Second, the nit. I work with secure comms products, and the term "zeroize" has always grated on my ears: You zero the keys, you randomize the keys, but you don't "zeroize" them. This is a typical case of the government type making up a word because it makes him sound more important. Yes, I know full well that "zeroize" is the accepted term in secure comms, but it still sounds stupid!
www.eFax.com are spammers
We use IBM 4758s at work. They're a huge pain to deal with - we've had a bunch spontaneously die. Apparently the earlier boards were more sensitive to pressure and things like that, and they just gave up on life as a result.
The difficult thing about programming these boards is all the states they go through in the lifecycle of getting code securely loaded. There are a million different utility scripts to change the state of code trust.
I'm curious to see how linux handles all this secure code loading stuff. Let's hope it's easier.
(Not that I'm disparaging these boards.
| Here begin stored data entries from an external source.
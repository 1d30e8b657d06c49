use crate::config::ToolsConfig;
use crate::document::{ArtifactKind, Layout, PdfBuilder, SvgConverter};
use crate::utils::{run_tool, BuildError, ConversionError};
use std::{
    ffi::OsString,
    path::{Path, PathBuf},
};

/// `latexmk` followed by an in-place `pdfcrop`.
#[derive(Debug, Clone)]
pub struct LatexmkBuilder {
    latexmk: String,
    latexmk_args: Vec<String>,
    pdfcrop: String,
}

impl LatexmkBuilder {
    pub fn new(tools: &ToolsConfig) -> Self {
        Self {
            latexmk: tools.latexmk.clone(),
            latexmk_args: tools.latexmk_args.clone(),
            pdfcrop: tools.pdfcrop.clone(),
        }
    }

    fn latexmk_command_args(&self, layout: &Layout) -> Vec<OsString> {
        let mut outdir = OsString::from("-outdir=");
        outdir.push(layout.out_dir());

        let mut args: Vec<OsString> = self.latexmk_args.iter().map(OsString::from).collect();
        args.push(outdir);
        args.push(layout.tex_path().into_os_string());
        args
    }
}

impl PdfBuilder for LatexmkBuilder {
    fn build(&self, layout: &Layout) -> Result<PathBuf, BuildError> {
        log::info!("Building {}", layout.tex_path().display());
        run_tool(
            &self.latexmk,
            &self.latexmk_command_args(layout),
            Some(layout.work_dir()),
        )
        .map_err(BuildError::Build)?;

        let pdf = layout.artifact_path(ArtifactKind::Pdf);
        if !pdf.is_file() {
            return Err(BuildError::MissingOutput(pdf));
        }

        run_tool(&self.pdfcrop, [&pdf, &pdf], Some(layout.work_dir())).map_err(BuildError::Crop)?;
        log::info!("Built {}", pdf.display());
        Ok(pdf)
    }
}

/// `pdf2svg <pdf> <svg>`.
#[derive(Debug, Clone)]
pub struct Pdf2SvgConverter {
    program: String,
}

impl Pdf2SvgConverter {
    pub fn new(tools: &ToolsConfig) -> Self {
        Self {
            program: tools.pdf2svg.clone(),
        }
    }
}

impl SvgConverter for Pdf2SvgConverter {
    fn convert(&self, pdf: &Path, svg: &Path) -> Result<(), ConversionError> {
        run_tool(&self.program, [pdf, svg], None)?;
        if !svg.is_file() {
            return Err(ConversionError::MissingOutput(svg.to_path_buf()));
        }
        log::info!("Converted {} to {}", pdf.display(), svg.display());
        Ok(())
    }
}
use crate::cli::DocumentArgs;
use crate::commands::{read_source, report, Backends};
use crate::config::Config;
use crate::document::Request;
use crate::form::{Mode, Submission};
use crate::utils::Result;

pub fn document(args: DocumentArgs, mut config: Config) -> Result<()> {
    args.paths.apply(&mut config.paths);
    config.validate()?;

    let source = read_source(args.input_path.as_deref(), Mode::Document)?;
    let request = Request {
        generate_pdf: !args.no_pdf,
        generate_svg: args.svg,
    };
    let backends = Backends::from_config(&config)?;
    let outcome = backends.submit(&Submission::document(source, request))?;
    report(outcome, None, config.snippet.dpi)
}
pub mod document;
pub mod form;
pub mod snippet;

use crate::config::Config;
use crate::document::{Layout, LatexmkBuilder, Pdf2SvgConverter, Pipeline};
use crate::form::{submit, Mode, Outcome, Services, Submission};
use crate::publish::Publisher;
use crate::snippet::{export, LatexMathRenderer};
use crate::utils::Result;
use std::{
    fs,
    io::{self, IsTerminal, Read},
    path::Path,
};

/// The production backends, built from configuration.
struct Backends {
    renderer: LatexMathRenderer,
    builder: LatexmkBuilder,
    converter: Pdf2SvgConverter,
    publisher: Publisher,
    layout: Layout,
}

impl Backends {
    fn from_config(config: &Config) -> Result<Self> {
        Ok(Self {
            renderer: LatexMathRenderer::new(&config.tools, &config.snippet),
            builder: LatexmkBuilder::new(&config.tools),
            converter: Pdf2SvgConverter::new(&config.tools),
            publisher: Publisher::from_config(&config.paths),
            layout: Layout::from_config(&config.paths)?,
        })
    }

    fn submit(&self, submission: &Submission) -> Result<Outcome> {
        let services = Services {
            renderer: &self.renderer,
            pipeline: Pipeline {
                layout: &self.layout,
                builder: &self.builder,
                converter: &self.converter,
                publisher: &self.publisher,
            },
        };
        submit(submission, &services)
    }
}

/// Reads the LaTeX text from `path`, or from piped stdin. An empty or
/// interactive stdin yields the example for `mode`.
fn read_source(path: Option<&Path>, mode: Mode) -> Result<String> {
    if let Some(path) = path {
        return Ok(fs::read_to_string(path)?);
    }
    let stdin = io::stdin();
    if stdin.is_terminal() {
        log::info!("No input given, using the example {}", mode.label());
        return Ok(Submission::default_for(mode).source);
    }
    let mut buffer = String::new();
    stdin.lock().read_to_string(&mut buffer)?;
    if buffer.trim().is_empty() {
        log::info!("Empty input, using the example {}", mode.label());
        Ok(Submission::default_for(mode).source)
    } else {
        Ok(buffer)
    }
}

/// Shows the outcome: the SVG on stdout or in `output_path` for snippets,
/// one notification per published file for documents.
fn report(outcome: Outcome, output_path: Option<&Path>, dpi: u32) -> Result<()> {
    match outcome {
        Outcome::Snippet { svg } => match output_path {
            Some(path) => {
                export(&svg, path, dpi)?;
                println!("✓ Snippet written to {}", path.display());
            }
            None => println!("{}", svg.trim_end()),
        },
        Outcome::Document { published } => {
            if published.is_empty() {
                println!("Nothing generated: neither PDF nor SVG was requested.");
            }
            for item in published {
                println!("✓ {}", item.notification);
            }
        }
    }
    Ok(())
}
pub mod error;
pub use error::{BuildError, ConfigError, ConversionError, CopyError, Error, RenderError, ToolError};

pub mod process;
pub use process::run_tool;

pub mod util;
pub use util::{handle_error_and_exit, Result};
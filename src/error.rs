#[derive(Debug, thiserror::Error)]
pub enum MonitorError {
    #[error("Network error: {0}")]
    Network(#[from] NetworkError),

    #[error("Empty dataset from {0}")]
    EmptyDataset(&'static str),

    #[error("Malformed response: {0}")]
    MalformedResponse(String),

    #[error("Configuration error: {0}")]
    Config(#[from] crate::config::ConfigError),
}

/// Failure to obtain a successful HTTP response.
#[derive(Debug, Clone, PartialEq, Eq, thiserror::Error)]
pub enum NetworkError {
    #[error("HTTP {code}: {text}")]
    Status { code: u16, text: String },

    #[error("Request failed: {0}")]
    Transport(String),
}

impl MonitorError {
    /// HTTP status code carried by the error, if the server answered at all.
    #[must_use]
    pub fn status_code(&self) -> Option<u16> {
        match self {
            Self::Network(NetworkError::Status { code, .. }) => Some(*code),
            _ => None,
        }
    }
}

pub type MonitorResult<T> = Result<T, MonitorError>;
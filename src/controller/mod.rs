//! Refresh controller: fetches the sensor API and keeps the dashboard in sync.

mod auto_refresh;
mod events;

pub use auto_refresh::AutoRefresh;
pub use events::UiEvent;

use chrono::Utc;
use std::collections::HashMap;
use std::sync::atomic::{AtomicU64, Ordering};
use std::sync::{Arc, Weak};
use tokio::sync::{mpsc, Mutex};

use crate::api::models::{HealthStatus, Reading, ReadingsResponse, StatsSummary};
use crate::api::{self, Transport, LATEST_PATH};
use crate::chart::{HumidityHistogram, LineSeries, SharedChart, HUMIDITY_CHART, MAIN_CHART};
use crate::config::Config;
use crate::error::{MonitorError, MonitorResult};
use crate::format::{
    format_humidity, format_short_time, format_temperature, format_timestamp, time_ago,
    NO_DATA_HUMIDITY, NO_DATA_TEMPERATURE,
};
use crate::view::{ElementId, Notice, NoticeLevel, SelectOption, SharedView, TableRow};

pub const UPDATE_MARKER_CLASS: &str = "data-update";
pub const CONNECTION_ERROR: &str = "Erro de conexão";
pub const ALL_DEVICES_LABEL: &str = "Todos os dispositivos";

const PLAY_ICON: &str = "fas fa-play me-1";
const PAUSE_ICON: &str = "fas fa-pause me-1";
const PLAY_TEXT: &str = "Auto Refresh";
const PAUSE_TEXT: &str = "Pausar";

/// Per-endpoint request counter; the highest issued id is the latest request.
#[derive(Debug, Default)]
struct RequestSequence(AtomicU64);

impl RequestSequence {
    fn issue(&self) -> u64 {
        self.0.fetch_add(1, Ordering::SeqCst) + 1
    }

    fn is_latest(&self, id: u64) -> bool {
        self.0.load(Ordering::SeqCst) == id
    }
}

struct Inner {
    config: Arc<Config>,
    transport: Arc<dyn Transport>,
    view: SharedView,
    charts: Mutex<HashMap<String, SharedChart>>,
    auto_refresh: Mutex<Option<AutoRefresh>>,
    current_requests: RequestSequence,
    chart_requests: RequestSequence,
}

/// Owns the polling state of one dashboard. Clones share that state.
#[derive(Clone)]
pub struct RefreshController {
    inner: Arc<Inner>,
}

/// Non-owning reference held by the auto-refresh task.
#[derive(Clone)]
pub(crate) struct WeakController(Weak<Inner>);

impl WeakController {
    pub(crate) fn upgrade(&self) -> Option<RefreshController> {
        self.0.upgrade().map(|inner| RefreshController { inner })
    }
}
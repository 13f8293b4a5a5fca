//! Sensor API access: transport seam, typed payloads, and endpoint helpers.

mod client;
pub mod models;

pub use client::{ApiClient, Transport};

use serde::de::DeserializeOwned;
use serde_json::Value;

use crate::error::{MonitorError, MonitorResult};
use models::{DevicesResponse, HealthStatus, ReadingsResponse, StatsResponse};

pub const LATEST_PATH: &str = "/api/sensor-data/latest";
pub const STATS_PATH: &str = "/api/sensor-data/stats";
pub const READINGS_PATH: &str = "/api/sensor-data";
pub const DEVICES_PATH: &str = "/api/devices";
pub const HEALTH_PATH: &str = "/api/health";

/// Build the history query: `/api/sensor-data?limit=<n>[&device_id=<id>]`.
#[must_use]
pub fn readings_path(limit: u64, device_id: Option<&str>) -> String {
    let mut query = url::form_urlencoded::Serializer::new(String::new());
    query.append_pair("limit", &limit.to_string());
    if let Some(id) = device_id.filter(|id| !id.is_empty()) {
        query.append_pair("device_id", id);
    }
    format!("{READINGS_PATH}?{}", query.finish())
}

fn decode<T: DeserializeOwned>(path: &str, value: Value) -> MonitorResult<T> {
    serde_json::from_value(value)
        .map_err(|e| MonitorError::MalformedResponse(format!("{path}: {e}")))
}

/// Fetch the most recent reading of each device.
///
/// # Errors
///
/// Propagates transport errors and rejects payloads that are not a readings envelope.
pub async fn fetch_latest(transport: &dyn Transport) -> MonitorResult<ReadingsResponse> {
    let value = transport.fetch_json(LATEST_PATH).await?;
    decode(LATEST_PATH, value)
}

/// Fetch the server-side aggregates.
///
/// # Errors
///
/// Propagates transport errors and rejects payloads that are not a stats envelope.
pub async fn fetch_stats(transport: &dyn Transport) -> MonitorResult<StatsResponse> {
    let value = transport.fetch_json(STATS_PATH).await?;
    decode(STATS_PATH, value)
}

/// Fetch up to `limit` readings, optionally for a single device.
///
/// # Errors
///
/// Propagates transport errors and rejects payloads that are not a readings envelope.
pub async fn fetch_readings(
    transport: &dyn Transport,
    limit: u64,
    device_id: Option<&str>,
) -> MonitorResult<ReadingsResponse> {
    let path = readings_path(limit, device_id);
    let value = transport.fetch_json(&path).await?;
    decode(READINGS_PATH, value)
}

/// Fetch the registered devices.
///
/// # Errors
///
/// Propagates transport errors and rejects payloads that are not a devices envelope.
pub async fn fetch_devices(transport: &dyn Transport) -> MonitorResult<DevicesResponse> {
    let value = transport.fetch_json(DEVICES_PATH).await?;
    decode(DEVICES_PATH, value)
}

/// Query the API health endpoint.
///
/// # Errors
///
/// An unhealthy API answers 500, which surfaces as `MonitorError::Network`.
pub async fn fetch_health(transport: &dyn Transport) -> MonitorResult<HealthStatus> {
    let value = transport.fetch_json(HEALTH_PATH).await?;
    decode(HEALTH_PATH, value)
}

#[cfg(test)]
mod tests {
    use super::*;

    #[test]
    fn readings_path_builds_query() {
        assert_eq!(readings_path(1440, None), "/api/sensor-data?limit=1440");
        assert_eq!(readings_path(60, Some("")), "/api/sensor-data?limit=60");
        assert_eq!(
            readings_path(360, Some("ESP8266_001")),
            "/api/sensor-data?limit=360&device_id=ESP8266_001"
        );
    }

    #[test]
    fn readings_path_encodes_device_id() {
        assert_eq!(
            readings_path(60, Some("lab 1&2")),
            "/api/sensor-data?limit=60&device_id=lab+1%262"
        );
    }

    #[test]
    fn decode_reports_malformed_payload() {
        let err = decode::<StatsResponse>(STATS_PATH, serde_json::json!({"stats": 3}))
            .unwrap_err();
        assert!(matches!(err, MonitorError::MalformedResponse(msg) if msg.starts_with(STATS_PATH)));
    }
}
use std::fmt::Write;

use super::{ElementId, MemoryView, View};
use crate::chart::ChartData;

const SPARK: [char; 8] = ['▁', '▂', '▃', '▄', '▅', '▆', '▇', '█'];

/// Render the dashboard as plain text for the terminal.
#[must_use]
pub fn render_dashboard(view: &MemoryView, main: &ChartData, humidity: &ChartData) -> String {
    let text = |id| view.text(id).filter(|t| !t.is_empty()).unwrap_or("-");
    let mut out = String::new();

    let _ = writeln!(
        out,
        "== Sensor Monitor == [{}] device {} ({}) | last update {} ({})",
        text(ElementId::RefreshText),
        text(ElementId::DeviceId),
        text(ElementId::DeviceStatus),
        text(ElementId::LastUpdate),
        text(ElementId::TimeAgo),
    );
    let _ = writeln!(
        out,
        "Temperature {:>8}   Humidity {:>8}",
        text(ElementId::CurrentTemp),
        text(ElementId::CurrentHumidity),
    );
    let _ = writeln!(
        out,
        "24h temp   avg {} max {} min {}",
        text(ElementId::AvgTemp),
        text(ElementId::MaxTemp),
        text(ElementId::MinTemp),
    );
    let _ = writeln!(
        out,
        "24h humid  avg {} max {} min {}   readings {}",
        text(ElementId::AvgHumidity),
        text(ElementId::MaxHumidity),
        text(ElementId::MinHumidity),
        text(ElementId::TotalReadings),
    );

    let range = view.value(ElementId::TimeRange).unwrap_or_default();
    let device = view
        .value(ElementId::DeviceSelect)
        .filter(|d| !d.is_empty())
        .unwrap_or_else(|| "all".to_string());
    let _ = writeln!(out, "History: {range}h, device {device}");
    for dataset in &main.datasets {
        let _ = writeln!(out, "  {:<18} {}", dataset.label, sparkline(&dataset.data));
    }
    if let Some(dataset) = humidity.datasets.first() {
        let buckets: Vec<String> = humidity
            .labels
            .iter()
            .zip(&dataset.data)
            .map(|(label, count)| format!("{label}: {count}"))
            .collect();
        let _ = writeln!(out, "  {}", buckets.join("  "));
    }

    let rows = view.rows(ElementId::DataTableBody);
    if !rows.is_empty() {
        let _ = writeln!(out, "Recent readings:");
        for row in rows {
            let _ = writeln!(
                out,
                "  {:<22} {:<14} {:>8} {:>7}  [{}]",
                row.timestamp, row.device_id, row.temperature, row.humidity, row.status
            );
        }
    }

    for notice in view.notices() {
        let _ = writeln!(out, "! {}", notice.message);
    }

    out
}

#[allow(
    clippy::cast_possible_truncation,
    clippy::cast_sign_loss,
    clippy::cast_precision_loss
)]
fn sparkline(values: &[f64]) -> String {
    let finite = values.iter().copied().filter(|v| v.is_finite());
    let (min, max) = finite.fold((f64::INFINITY, f64::NEG_INFINITY), |(lo, hi), v| {
        (lo.min(v), hi.max(v))
    });
    if !min.is_finite() {
        return String::new();
    }
    let span = (max - min).max(f64::EPSILON);
    values
        .iter()
        .map(|v| {
            if v.is_finite() {
                let level = ((v - min) / span * (SPARK.len() - 1) as f64).round() as usize;
                SPARK[level.min(SPARK.len() - 1)]
            } else {
                ' '
            }
        })
        .collect()
}

#[cfg(test)]
mod tests {
    use super::*;
    use crate::chart::{Chart, MemoryChart};

    #[test]
    fn sparkline_scales_between_min_and_max() {
        assert_eq!(sparkline(&[1.0, 2.0, 3.0]), "▁▅█");
        assert_eq!(sparkline(&[5.0, 5.0]), "▁▁");
        assert_eq!(sparkline(&[]), "");
    }

    #[test]
    fn renders_fields_and_placeholders() {
        let mut view = MemoryView::dashboard();
        view.set_text(ElementId::CurrentTemp, "22.5°C");
        let mut humidity = MemoryChart::humidity();
        humidity.data_mut().datasets[0].data = vec![1.0, 2.0, 0.0];

        let out = render_dashboard(&view, MemoryChart::main().data(), humidity.data());
        assert!(out.contains("Temperature   22.5°C"));
        assert!(out.contains("Humidity        -"));
        assert!(out.contains("History: 24h, device all"));
        assert!(out.contains("Normal (30-70%): 2"));
        assert!(!out.contains("Recent readings"));
    }

    #[test]
    fn history_line_shows_selected_filters() {
        let mut view = MemoryView::dashboard();
        view.set_value(ElementId::TimeRange, "6");
        view.set_value(ElementId::DeviceSelect, "ESP8266_001");

        let out = render_dashboard(
            &view,
            MemoryChart::main().data(),
            MemoryChart::humidity().data(),
        );
        assert!(out.contains("History: 6h, device ESP8266_001"));
    }
}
What they do is really amazing, as far as they can assure you that your secrets inside will never get out and the code that you have running there is your code.)
So, since you're all so quick to bitch at people for the slightest possibility of a so-called GPL violation, will you also bitch at IBM if the entire software kit is not freely available to *ANYONE* who wishes to look at the source?
GPL does NOT require to you give it to ANYONE. You only have to give it to customers that ask for the source, but then you CAN NOT RESTRICT how those customers use or distribute it.
Looking for any old 8-bit Heathkit/Zenith software/hardware - http://heathkit.garlanger.com
Sounds like a simple PC locked in a safe surrounded by Plastic explosive would be a cheaper option...
It's funny, they spend billions to make a "secure" hardware platform while you only have to spend a few million and common knowlege to make a generic platform secure. -- Put the PC where no-one can get to it, inside a faraday cage, and shoot anyone that comes near it.
pretty darn simple to get a secure computer.
Do not look at laser with remaining good eye.
nope he's actually correct. crpyto is only one piece of a security puzzle. Crpyto provides confidentiality in communications, but there's also intergrity which is something like computing an md5 of the clear-text message and attaching it to the clear text then encrypt it, and authentication which is being able to determine that the public key given to you actually belongs to the person it says it does. Primary way of doing that is digital signitures.
The One Rule Of Chess You'll Ever Need: Don't play someone who carries a kit in their bookbag.
Depends on the firmware, doesn't it?
I'd like to see hardware like this with field-programmable parts. Stick in a CD-ROM and a blank hard drive and boot.
I'd like to see it commoditized. You buy this box just like you'd buy a PC and an unformatted hard drive. The CD-ROM installs the OS and sets up everything through a series of dialogs.
I'd like to see such a box in every hax0r'z closet, effectively acting as a router with a big-ass cache, and hooked up by wire to another router, the other end of that router hooked up to a wireless link.
I'd like to see Freenet scale.
Among physical and electronic tampering detection and reaction (zeroing out the memory upon detection), and the requirment that data on the device doesn't leave the device (like secret keys, etc), you get detection against enviornmental attacks such as super cooling the device in an attempt to disable or disarm other tamper detection.
So if your IBM 4578 gets stolen, recovering the data there in will be that much more difficult.